═════ SUPPLIED ENTRIES

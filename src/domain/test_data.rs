//! Test data for consistent testing
//!
//! This module centralizes the record fixtures used throughout the test suite and the
//! benchmarks, so every test builds populations the same way.

use crate::domain::interests::{Interest, InterestSet};
use crate::domain::types::{
    goals, Age, ChildrenStatus, EducationLevel, Height, Occupation, RecordId, RelationshipGoal,
    SwipeCount, UsageFrequency,
};
use crate::domain::user::{Gender, UserRecord};

/// Usage frequency labels for testing
pub mod usage {
    pub const DAILY: &str = "Daily";
    pub const WEEKLY: &str = "Weekly";
    pub const MONTHLY: &str = "Monthly";
}

/// Education labels for testing
pub mod education {
    pub const BACHELORS: &str = "Bachelor's";
    pub const MASTERS: &str = "Master's";
    pub const PHD: &str = "PhD";
}

/// Occupation labels for testing
pub mod occupations {
    pub const ENGINEER: &str = "Engineer";
    pub const TEACHER: &str = "Teacher";
    pub const DOCTOR: &str = "Doctor";
}

/// Builder for [`UserRecord`] fixtures with sensible defaults
#[derive(Debug, Clone)]
pub struct RecordBuilder {
    id: u32,
    age: u8,
    gender: Gender,
    goal: String,
    usage: String,
    swipes: f64,
    interests: InterestSet,
}

impl RecordBuilder {
    pub fn new(id: u32) -> Self {
        Self {
            id,
            age: 25,
            gender: Gender::Male,
            goal: goals::CASUAL_DATING.to_string(),
            usage: usage::DAILY.to_string(),
            swipes: 50.0,
            interests: InterestSet::empty(),
        }
    }

    pub fn age(mut self, age: u8) -> Self {
        self.age = age;
        self
    }

    pub fn gender(mut self, gender: Gender) -> Self {
        self.gender = gender;
        self
    }

    pub fn goal(mut self, goal: &str) -> Self {
        self.goal = goal.to_string();
        self
    }

    pub fn usage(mut self, usage: &str) -> Self {
        self.usage = usage.to_string();
        self
    }

    pub fn swipes(mut self, swipes: f64) -> Self {
        self.swipes = swipes;
        self
    }

    pub fn interests(mut self, interests: &[Interest]) -> Self {
        self.interests = interests.iter().copied().collect();
        self
    }

    /// Builds the record
    ///
    /// # Panics
    ///
    /// Panics when a field is outside its validated range; fixtures are expected to be valid.
    pub fn build(self) -> UserRecord {
        UserRecord {
            id: RecordId::new(self.id),
            age: Age::try_new(self.age).expect("fixture age is valid"),
            gender: self.gender,
            height: Height::try_new(170.0).expect("fixture height is valid"),
            goal: RelationshipGoal::try_new(self.goal).expect("fixture goal is valid"),
            children: Some(
                ChildrenStatus::try_new("No".to_string()).expect("fixture children is valid"),
            ),
            education_level: EducationLevel::try_new(education::BACHELORS.to_string())
                .expect("fixture education is valid"),
            occupation: Occupation::try_new(occupations::ENGINEER.to_string())
                .expect("fixture occupation is valid"),
            swiping_history: SwipeCount::try_new(self.swipes).expect("fixture swipes are valid"),
            usage_frequency: UsageFrequency::try_new(self.usage)
                .expect("fixture usage is valid"),
            interests: self.interests,
        }
    }
}

/// A deterministic synthetic population of `size` records covering every band, goal,
/// usage label and interest
pub fn synthetic_population(size: usize) -> Vec<UserRecord> {
    let usages = [usage::DAILY, usage::WEEKLY, usage::MONTHLY];
    (0..size)
        .map(|n| {
            let interests: InterestSet = Interest::ALL
                .into_iter()
                .filter(|interest| (n + interest.index() * 3) % 4 == 0)
                .collect();
            let mut record = RecordBuilder::new(n as u32)
                .age(18 + (n % 25) as u8)
                .gender(if n % 2 == 0 {
                    Gender::Male
                } else {
                    Gender::Female
                })
                .goal(goals::ALL[n % goals::ALL.len()])
                .usage(usages[n % usages.len()])
                .swipes(((n * 7) % 100) as f64)
                .build();
            record.interests = interests;
            record
        })
        .collect()
}
//! Type-safe configuration types
//!
//! This module provides domain-specific types for configuration values,
//! ensuring validation at boundaries and preventing primitive obsession.

use crate::domain::constants::{game, matching, network};
use crate::domain::interests::Interest;
use nutype::nutype;
use serde::{Deserialize, Serialize};
use std::fmt;

/// Relative path of a static asset below the data root
///
/// Only plain relative paths are accepted; no parent traversal, no absolute paths.
#[nutype(
    sanitize(trim),
    validate(
        not_empty,
        len_char_max = 255,
        regex = r"^[A-Za-z0-9_-][A-Za-z0-9_./-]*$",
        predicate = |path| !path.split('/').any(|segment| segment == "..")
    ),
    derive(
        Debug,
        Clone,
        PartialEq,
        Eq,
        Hash,
        Serialize,
        Deserialize,
        AsRef,
        Display
    )
)]
pub struct AssetPath(String);

/// Years either side of the query age that still count as an age match
#[nutype(
    validate(less_or_equal = 50),
    derive(
        Debug,
        Clone,
        Copy,
        PartialEq,
        Eq,
        PartialOrd,
        Ord,
        Hash,
        Serialize,
        Deserialize,
        Display
    )
)]
pub struct AgeTolerance(u8);

impl Default for AgeTolerance {
    fn default() -> Self {
        Self::try_new(matching::DEFAULT_AGE_TOLERANCE).expect("Default age tolerance is valid")
    }
}

/// Number of the four match predicates a record must satisfy
#[nutype(
    validate(greater_or_equal = 1, less_or_equal = 4),
    derive(
        Debug,
        Clone,
        Copy,
        PartialEq,
        Eq,
        PartialOrd,
        Ord,
        Hash,
        Serialize,
        Deserialize,
        Display
    )
)]
pub struct RequiredAgreements(u8);

impl Default for RequiredAgreements {
    fn default() -> Self {
        Self::try_new(matching::DEFAULT_REQUIRED_AGREEMENTS)
            .expect("Default required agreements is valid")
    }
}

/// How many interests to suggest from close matches
#[nutype(
    validate(less_or_equal = 7),
    derive(
        Debug,
        Clone,
        Copy,
        PartialEq,
        Eq,
        PartialOrd,
        Ord,
        Hash,
        Serialize,
        Deserialize,
        Display
    )
)]
pub struct SuggestionLimit(usize);

impl Default for SuggestionLimit {
    fn default() -> Self {
        Self::try_new(matching::DEFAULT_SUGGESTION_LIMIT)
            .expect("Default suggestion limit is valid")
    }
}

/// Fraction of the less popular endpoint's holders two interests must share to be linked
#[nutype(
    validate(finite, greater_or_equal = 0.0, less_or_equal = 1.0),
    derive(Debug, Clone, Copy, PartialEq, PartialOrd, Serialize, Deserialize, Display)
)]
pub struct OverlapRatio(f64);

impl Default for OverlapRatio {
    fn default() -> Self {
        Self::try_new(network::DEFAULT_OVERLAP_RATIO).expect("Default overlap ratio is valid")
    }
}

/// Label of the synthetic center node of the interest graph
///
/// Must not collide with a vocabulary tag, otherwise the center would link to itself.
#[nutype(
    sanitize(trim),
    validate(
        not_empty,
        len_char_max = 100,
        predicate = |label| label.parse::<Interest>().is_err()
    ),
    derive(
        Debug,
        Clone,
        PartialEq,
        Eq,
        Hash,
        Serialize,
        Deserialize,
        AsRef,
        Display
    )
)]
pub struct CenterLabel(String);

/// Answers per quiz game
#[nutype(
    validate(greater_or_equal = 1, less_or_equal = 100),
    derive(
        Debug,
        Clone,
        Copy,
        PartialEq,
        Eq,
        PartialOrd,
        Ord,
        Hash,
        Serialize,
        Deserialize,
        Display
    )
)]
pub struct RoundCount(u8);

impl Default for RoundCount {
    fn default() -> Self {
        Self::try_new(game::DEFAULT_ROUNDS).expect("Default round count is valid")
    }
}

/// Source format of the user records
#[derive(Debug, Clone, Copy, PartialEq, Eq, Hash, Serialize, Deserialize, Default)]
#[serde(rename_all = "lowercase")]
pub enum DataFormat {
    #[default]
    Json,
    Csv,
}

impl DataFormat {
    pub fn as_str(&self) -> &'static str {
        match self {
            DataFormat::Json => "json",
            DataFormat::Csv => "csv",
        }
    }
}

impl fmt::Display for DataFormat {
    fn fmt(&self, f: &mut fmt::Formatter<'_>) -> fmt::Result {
        write!(f, "{}", self.as_str())
    }
}

impl std::str::FromStr for DataFormat {
    type Err = String;

    fn from_str(s: &str) -> Result<Self, Self::Err> {
        match s.to_lowercase().as_str() {
            "json" => Ok(DataFormat::Json),
            "csv" => Ok(DataFormat::Csv),
            _ => Err(format!("Invalid data format: {s}")),
        }
    }
}

/// Log level configuration
#[derive(Debug, Clone, Copy, PartialEq, Eq, Hash, Serialize, Deserialize, Default)]
#[serde(rename_all = "lowercase")]
pub enum LogLevel {
    Trace,
    Debug,
    #[default]
    Info,
    Warn,
    Error,
}

impl LogLevel {
    pub fn as_str(&self) -> &'static str {
        match self {
            LogLevel::Trace => "trace",
            LogLevel::Debug => "debug",
            LogLevel::Info => "info",
            LogLevel::Warn => "warn",
            LogLevel::Error => "error",
        }
    }
}

impl fmt::Display for LogLevel {
    fn fmt(&self, f: &mut fmt::Formatter<'_>) -> fmt::Result {
        write!(f, "{}", self.as_str())
    }
}

impl std::str::FromStr for LogLevel {
    type Err = String;

    fn from_str(s: &str) -> Result<Self, Self::Err> {
        match s.to_lowercase().as_str() {
            "trace" => Ok(LogLevel::Trace),
            "debug" => Ok(LogLevel::Debug),
            "info" => Ok(LogLevel::Info),
            "warn" | "warning" => Ok(LogLevel::Warn),
            "error" => Ok(LogLevel::Error),
            _ => Err(format!("Invalid log level: {s}")),
        }
    }
}

/// Log format configuration
#[derive(Debug, Clone, Copy, PartialEq, Eq, Hash, Serialize, Deserialize, Default)]
#[serde(rename_all = "lowercase")]
pub enum LogFormat {
    Json,
    #[default]
    Pretty,
    Compact,
}

impl LogFormat {
    pub fn as_str(&self) -> &'static str {
        match self {
            LogFormat::Json => "json",
            LogFormat::Pretty => "pretty",
            LogFormat::Compact => "compact",
        }
    }
}

impl fmt::Display for LogFormat {
    fn fmt(&self, f: &mut fmt::Formatter<'_>) -> fmt::Result {
        write!(f, "{}", self.as_str())
    }
}

impl std::str::FromStr for LogFormat {
    type Err = String;

    fn from_str(s: &str) -> Result<Self, Self::Err> {
        match s.to_lowercase().as_str() {
            "json" => Ok(LogFormat::Json),
            "pretty" => Ok(LogFormat::Pretty),
            "compact" => Ok(LogFormat::Compact),
            _ => Err(format!("Invalid log format: {s}")),
        }
    }
}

══════════

→ WHAT YOU WILL DO: Above are records; repeat only the lines starting at the line with "let mut record" and ending at the line with "This module provides", exactly as they appear, both included.

→ PROBLEM SOLUTION:
            let mut record = RecordBuilder::new(n as u32)
                .age(18 + (n % 25) as u8)
                .gender(if n % 2 == 0 {
                    Gender::Male
                } else {
                    Gender::Female
                })
                .goal(goals::ALL[n % goals::ALL.len()])
                .usage(usages[n % usages.len()])
                .swipes(((n * 7) % 100) as f64)
                .build();
            record.interests = interests;
            record
        })
        .collect()
}
//! Type-safe configuration types
//!
//! This module provides domain-specific types for configuration values,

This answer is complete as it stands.